--- Given entries Enclosed Below ---
impl EmulatedRing {
    /// Creates a ring whose descriptors address `memory`.
    pub fn new(memory: Arc<EmulatedMemory>) -> Self {
        Self {
            memory,
            state: Default::default(),
            ops: AtomicUsize::new(0),
        }
    }

    /// The memory descriptors address.
    pub fn memory(&self) -> &Arc<EmulatedMemory> {
        &self.memory
    }

    /// The number of [`RingTransport`] calls made so far.
    pub fn op_count(&self) -> usize {
        self.ops.load(Ordering::SeqCst)
    }

    /// Connects a source channel to a destination channel: each source
    /// descriptor is copied into the next posted destination descriptor.
    pub fn link_memcpy(&self, source: ChannelId, destination: ChannelId) {
        if let Some(channel) = self.state.lock().channels.get_mut(&source) {
            channel.link = Some(destination);
        }
    }

    /// Queues a frame for delivery to a destination channel.
    pub fn inject_rx(&self, id: ChannelId, data: Vec<u8>) {
        if let Some(channel) = self.state.lock().channels.get_mut(&id) {
            channel.rx_frames.push_back(data);
        }
    }

    /// Frames transmitted by an unlinked source channel.
    pub fn transmitted(&self, id: ChannelId) -> Vec<Vec<u8>> {
        self.state
            .lock()
            .channels
            .get(&id)
            .map(|c| c.transmitted.clone())
            .unwrap_or_default()
    }

    /// Stops the hardware from consuming descriptors on a channel.
    pub fn set_paused(&self, id: ChannelId, paused: bool) {
        if let Some(channel) = self.state.lock().channels.get_mut(&id) {
            channel.paused = paused;
        }
    }

    /// Makes allocation of `id` fail.
    pub fn fail_allocate(&self, id: ChannelId) {
        self.state.lock().fail_allocate.insert(id);
    }

    /// Makes the next `n` transfer queue calls fail.
    pub fn fail_queue_transfers(&self, n: usize) {
        self.state.lock().fail_queue = n;
    }

    /// Returns true if `id` is allocated.
    pub fn is_allocated(&self, id: ChannelId) -> bool {
        self.state.lock().channels.contains_key(&id)
    }

    /// Returns true if `id` has been started and not stopped since.
    pub fn is_running(&self, id: ChannelId) -> bool {
        self.state
            .lock()
            .channels
            .get(&id)
            .is_some_and(|c| c.hw == HwState::Running)
    }

    /// The notification mode last set on `id`.
    pub fn mode(&self, id: ChannelId) -> Option<NotifyMode> {
        self.state.lock().channels.get(&id).map(|c| c.mode)
    }

    /// The number of doorbells rung on `id`.
    pub fn doorbells(&self, id: ChannelId) -> usize {
        self.state
            .lock()
            .channels
            .get(&id)
            .map_or(0, |c| c.doorbells)
    }

    /// Descriptors queued or posted and not yet consumed.
    pub fn pending_descriptors(&self, id: ChannelId) -> usize {
        self.state
            .lock()
            .channels
            .get(&id)
            .map_or(0, |c| c.queued.len() + c.posted.len())
    }

    /// Runs the hardware for every channel, then delivers completions of IRQ
    /// mode channels to their sinks. Returns the number delivered.
    pub fn process(&self) -> usize {
        let deliveries = {
            let mut state = self.state.lock();
            let ids: Vec<ChannelId> = state.channels.keys().copied().collect();
            for id in ids {
                self.run(&mut state, id);
            }
            let mut deliveries = Vec::new();
            for channel in state.channels.values_mut() {
                if channel.mode == NotifyMode::Irq {
                    for completion in channel.completions.drain(..) {
                        deliveries.push((channel.sink.clone(), completion));
                    }
                }
            }
            deliveries
        };
        let n = deliveries.len();
        for (sink, completion) in deliveries {
            sink.on_completion(completion);
        }
        n
    }

    fn run(&self, state: &mut RingState, id: ChannelId) {
        let Some(channel) = state.channels.get(&id) else {
            return;
        };
        match channel.params.direction {
            Direction::Source => self.run_source(state, id),
            Direction::Destination => self.run_destination(state, id),
        }
    }

    fn run_source(&self, state: &mut RingState, id: ChannelId) {
        let Some(channel) = state.channels.get_mut(&id) else {
            return;
        };
        if !channel.runnable() {
            return;
        }
        let link = channel.link;
        let mut posted = std::mem::take(&mut channel.posted);
        while let Some(desc) = posted.front().copied() {
            let mut data = vec![0; desc.len as usize];
            let code = match self.memory.read(desc.addr, &mut data) {
                Ok(()) => CompletionCode::Success,
                Err(_) => CompletionCode::Hardware(HW_ERROR_BAD_ADDRESS),
            };
            if let Some(dest_id) = link {
                let Some(dest) = state
                    .channels
                    .get_mut(&dest_id)
                    .filter(|dest| dest.runnable())
                else {
                    break;
                };
                let Some(dest_desc) = dest.posted.pop_front() else {
                    break;
                };
                let n = data.len().min(dest_desc.len as usize);
                let dest_code = if code != CompletionCode::Success {
                    code
                } else if self.memory.write(dest_desc.addr, &data[..n]).is_err() {
                    CompletionCode::Hardware(HW_ERROR_BAD_ADDRESS)
                } else if n < data.len() {
                    CompletionCode::Overflow
                } else {
                    CompletionCode::Success
                };
                dest.complete(&dest_desc, n as u32, dest_code);
            }
            posted.pop_front();
            let Some(channel) = state.channels.get_mut(&id) else {
                return;
            };
            channel.complete(&desc, desc.len, code);
            if link.is_none() {
                channel.frame.extend_from_slice(&data);
                if desc.flags.eot() {
                    let frame = std::mem::take(&mut channel.frame);
                    channel.transmitted.push(frame);
                }
            }
        }
        if let Some(channel) = state.channels.get_mut(&id) {
            channel.posted = posted;
        }
    }

    fn run_destination(&self, state: &mut RingState, id: ChannelId) {
        let Some(channel) = state.channels.get_mut(&id) else {
            return;
        };
        if !channel.runnable() {
            return;
        }
        while !channel.posted.is_empty() {
            let Some(frame) = channel.rx_frames.pop_front() else {
                break;
            };
            let mut offset = 0;
            while let Some(desc) = channel.posted.pop_front() {
                let n = (frame.len() - offset).min(desc.len as usize);
                let last = desc.flags.eot();
                let code = if self.memory.write(desc.addr, &frame[offset..offset + n]).is_err() {
                    CompletionCode::Hardware(HW_ERROR_BAD_ADDRESS)
                } else if last && offset + n < frame.len() {
                    CompletionCode::Overflow
                } else {
                    CompletionCode::Success
                };
                offset += n;
                channel.complete(&desc, n as u32, code);
                if last {
                    break;
                }
            }
        }
    }

    fn count(&self) {
        self.ops.fetch_add(1, Ordering::SeqCst);
    }

    fn with_channel<T>(
        &self,
        id: ChannelId,
        f: impl FnOnce(&mut EmulatedChannel) -> Result<T, RingError>,
    ) -> Result<T, RingError> {
        self.count();
        let mut state = self.state.lock();
        let channel = state
            .channels
            .get_mut(&id)
            .ok_or(RingError::NotAllocated(id))?;
        f(channel)
    }

    fn transition(
        &self,
        id: ChannelId,
        op: &'static str,
        from: &[HwState],
        to: HwState,
    ) -> Result<(), RingError> {
        self.with_channel(id, |channel| {
            if !from.contains(&channel.hw) {
                return Err(RingError::InvalidState { channel: id, op });
            }
            channel.hw = to;
            Ok(())
        })
    }
}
--- End of Enclosed Given entries ---
## Exercise directions
The records above are to be restated word for word, in full.

## Answer to this problem
impl EmulatedRing {
    /// Creates a ring whose descriptors address `memory`.
    pub fn new(memory: Arc<EmulatedMemory>) -> Self {
        Self {
            memory,
            state: Default::default(),
            ops: AtomicUsize::new(0),
        }
    }

    /// The memory descriptors address.
    pub fn memory(&self) -> &Arc<EmulatedMemory> {
        &self.memory
    }

    /// The number of [`RingTransport`] calls made so far.
    pub fn op_count(&self) -> usize {
        self.ops.load(Ordering::SeqCst)
    }

    /// Connects a source channel to a destination channel: each source
    /// descriptor is copied into the next posted destination descriptor.
    pub fn link_memcpy(&self, source: ChannelId, destination: ChannelId) {
        if let Some(channel) = self.state.lock().channels.get_mut(&source) {
            channel.link = Some(destination);
        }
    }

    /// Queues a frame for delivery to a destination channel.
    pub fn inject_rx(&self, id: ChannelId, data: Vec<u8>) {
        if let Some(channel) = self.state.lock().channels.get_mut(&id) {
            channel.rx_frames.push_back(data);
        }
    }

    /// Frames transmitted by an unlinked source channel.
    pub fn transmitted(&self, id: ChannelId) -> Vec<Vec<u8>> {
        self.state
            .lock()
            .channels
            .get(&id)
            .map(|c| c.transmitted.clone())
            .unwrap_or_default()
    }

    /// Stops the hardware from consuming descriptors on a channel.
    pub fn set_paused(&self, id: ChannelId, paused: bool) {
        if let Some(channel) = self.state.lock().channels.get_mut(&id) {
            channel.paused = paused;
        }
    }

    /// Makes allocation of `id` fail.
    pub fn fail_allocate(&self, id: ChannelId) {
        self.state.lock().fail_allocate.insert(id);
    }

    /// Makes the next `n` transfer queue calls fail.
    pub fn fail_queue_transfers(&self, n: usize) {
        self.state.lock().fail_queue = n;
    }

    /// Returns true if `id` is allocated.
    pub fn is_allocated(&self, id: ChannelId) -> bool {
        self.state.lock().channels.contains_key(&id)
    }

    /// Returns true if `id` has been started and not stopped since.
    pub fn is_running(&self, id: ChannelId) -> bool {
        self.state
            .lock()
            .channels
            .get(&id)
            .is_some_and(|c| c.hw == HwState::Running)
    }

    /// The notification mode last set on `id`.
    pub fn mode(&self, id: ChannelId) -> Option<NotifyMode> {
        self.state.lock().channels.get(&id).map(|c| c.mode)
    }

    /// The number of doorbells rung on `id`.
    pub fn doorbells(&self, id: ChannelId) -> usize {
        self.state
            .lock()
            .channels
            .get(&id)
            .map_or(0, |c| c.doorbells)
    }

    /// Descriptors queued or posted and not yet consumed.
    pub fn pending_descriptors(&self, id: ChannelId) -> usize {
        self.state
            .lock()
            .channels
            .get(&id)
            .map_or(0, |c| c.queued.len() + c.posted.len())
    }

    /// Runs the hardware for every channel, then delivers completions of IRQ
    /// mode channels to their sinks. Returns the number delivered.
    pub fn process(&self) -> usize {
        let deliveries = {
            let mut state = self.state.lock();
            let ids: Vec<ChannelId> = state.channels.keys().copied().collect();
            for id in ids {
                self.run(&mut state, id);
            }
            let mut deliveries = Vec::new();
            for channel in state.channels.values_mut() {
                if channel.mode == NotifyMode::Irq {
                    for completion in channel.completions.drain(..) {
                        deliveries.push((channel.sink.clone(), completion));
                    }
                }
            }
            deliveries
        };
        let n = deliveries.len();
        for (sink, completion) in deliveries {
            sink.on_completion(completion);
        }
        n
    }

    fn run(&self, state: &mut RingState, id: ChannelId) {
        let Some(channel) = state.channels.get(&id) else {
            return;
        };
        match channel.params.direction {
            Direction::Source => self.run_source(state, id),
            Direction::Destination => self.run_destination(state, id),
        }
    }

    fn run_source(&self, state: &mut RingState, id: ChannelId) {
        let Some(channel) = state.channels.get_mut(&id) else {
            return;
        };
        if !channel.runnable() {
            return;
        }
        let link = channel.link;
        let mut posted = std::mem::take(&mut channel.posted);
        while let Some(desc) = posted.front().copied() {
            let mut data = vec![0; desc.len as usize];
            let code = match self.memory.read(desc.addr, &mut data) {
                Ok(()) => CompletionCode::Success,
                Err(_) => CompletionCode::Hardware(HW_ERROR_BAD_ADDRESS),
            };
            if let Some(dest_id) = link {
                let Some(dest) = state
                    .channels
                    .get_mut(&dest_id)
                    .filter(|dest| dest.runnable())
                else {
                    break;
                };
                let Some(dest_desc) = dest.posted.pop_front() else {
                    break;
                };
                let n = data.len().min(dest_desc.len as usize);
                let dest_code = if code != CompletionCode::Success {
                    code
                } else if self.memory.write(dest_desc.addr, &data[..n]).is_err() {
                    CompletionCode::Hardware(HW_ERROR_BAD_ADDRESS)
                } else if n < data.len() {
                    CompletionCode::Overflow
                } else {
                    CompletionCode::Success
                };
                dest.complete(&dest_desc, n as u32, dest_code);
            }
            posted.pop_front();
            let Some(channel) = state.channels.get_mut(&id) else {
                return;
            };
            channel.complete(&desc, desc.len, code);
            if link.is_none() {
                channel.frame.extend_from_slice(&data);
                if desc.flags.eot() {
                    let frame = std::mem::take(&mut channel.frame);
                    channel.transmitted.push(frame);
                }
            }
        }
        if let Some(channel) = state.channels.get_mut(&id) {
            channel.posted = posted;
        }
    }

    fn run_destination(&self, state: &mut RingState, id: ChannelId) {
        let Some(channel) = state.channels.get_mut(&id) else {
            return;
        };
        if !channel.runnable() {
            return;
        }
        while !channel.posted.is_empty() {
            let Some(frame) = channel.rx_frames.pop_front() else {
                break;
            };
            let mut offset = 0;
            while let Some(desc) = channel.posted.pop_front() {
                let n = (frame.len() - offset).min(desc.len as usize);
                let last = desc.flags.eot();
                let code = if self.memory.write(desc.addr, &frame[offset..offset + n]).is_err() {
                    CompletionCode::Hardware(HW_ERROR_BAD_ADDRESS)
                } else if last && offset + n < frame.len() {
                    CompletionCode::Overflow
                } else {
                    CompletionCode::Success
                };
                offset += n;
                channel.complete(&desc, n as u32, code);
                if last {
                    break;
                }
            }
        }
    }

    fn count(&self) {
        self.ops.fetch_add(1, Ordering::SeqCst);
    }

    fn with_channel<T>(
        &self,
        id: ChannelId,
        f: impl FnOnce(&mut EmulatedChannel) -> Result<T, RingError>,
    ) -> Result<T, RingError> {
        self.count();
        let mut state = self.state.lock();
        let channel = state
            .channels
            .get_mut(&id)
            .ok_or(RingError::NotAllocated(id))?;
        f(channel)
    }

    fn transition(
        &self,
        id: ChannelId,
        op: &'static str,
        from: &[HwState],
        to: HwState,
    ) -> Result<(), RingError> {
        self.with_channel(id, |channel| {
            if !from.contains(&channel.hw) {
                return Err(RingError::InvalidState { channel: id, op });
            }
            channel.hw = to;
            Ok(())
        })
    }
}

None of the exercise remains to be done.